The release of the seven army manuals was the result of extensive public and congressional pressure. The manuals were mentioned in a passing reference in the President's advisory Intelligence Oversight Board's June 1996 report on Guatemala; this report was made public in response to the high level of interest and pressure from human rights and grassroots organizations. Representative Joseph Kennedy (D-MA) then asked the administration to declassify the manuals in their entirety. The CIA manuals were only released after the Baltimore Sun threatened a lawsuit.
The Seven Army Manuals
The seven Spanish-language manuals were drafted in 1987 by U.S. Army military intelligence officers in Panama. They were based in part on lesson plans used by SOA instructors since 1982. The manuals as well as the SOA lesson plans, in turn, were also based in part on older material dating back to the 1960s from "Project X," the U.S. Army's Foreign Intelligence Assistance Program, which provided training not just to Latin American nations but to U.S. allies around the world. "Project X" materials had been retained in the files of the Army Intelligence School at Fort Huachuca, Arizona.
The U.S. government estimates that as many as a thousand copies of these manuals may have been distributed at the SOA and throughout Latin America. The manuals were used by U.S. military Mobile Training Teams in Latin America and were distributed both to students in these courses and to Latin American intelligence schools in Colombia, Ecuador, El Salvador, Guatemala and Peru. In 1989, the manuals were used at the School of the Americas in military intelligence courses attended by students from Bolivia, Colombia, Costa Rica, the Dominican Republic, Ecuador, Guatemala, Honduras, Mexico, Peru and Venezuela.

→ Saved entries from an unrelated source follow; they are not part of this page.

//! Shared timestamp/event helpers.

use serde_json::Value as JsonValue;
use ulid::Ulid;

/// Returns unix-epoch seconds with `Z` suffix (e.g. `1771220592Z`).
pub fn now_epoch_z() -> String {
    format!("{}Z", now_unix_secs())
}

pub fn now_unix_secs() -> u64 {
    use std::time::{SystemTime, UNIX_EPOCH};
    SystemTime::now()
        .duration_since(UNIX_EPOCH)
        .unwrap_or_default()
        .as_secs()
}

pub fn parse_epoch_z(ts: &str) -> Option<u64> {
    ts.trim_end_matches('Z').parse::<u64>().ok()
}

pub fn new_event_id() -> String {
    Ulid::new().to_string()
}

/// Standard command response envelope shape used across CLI surfaces.
pub fn command_envelope(cmd: &str, status: &str, extra: JsonValue) -> JsonValue {
    let mut base = serde_json::json!({
        "envelope_version": "1.0.0",
        "ts": now_epoch_z(),
        "event_id": new_event_id(),
        "cmd": cmd,
        "status": status
    });
    if let (Some(base_obj), Some(extra_obj)) = (base.as_object_mut(), extra.as_object()) {
        for (k, v) in extra_obj {
            base_obj.insert(k.clone(), v.clone());
        }
    }
    base
}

The manuals are entitled, "Handling of Sources," "Counterintelligence," "Revolutionary War, Guerillas and Communist Ideology," "Terrorism and the Urban Guerilla," "Interrogation," "Combat Intelligence," and "Analysis I." The manuals do indeed appear to be older material that was inconsistently updated. Examples from 1988 in El Salvador have been inserted into "Counterintelligence," but in some manuals there are references that do not seem to have been updated since the 1960s.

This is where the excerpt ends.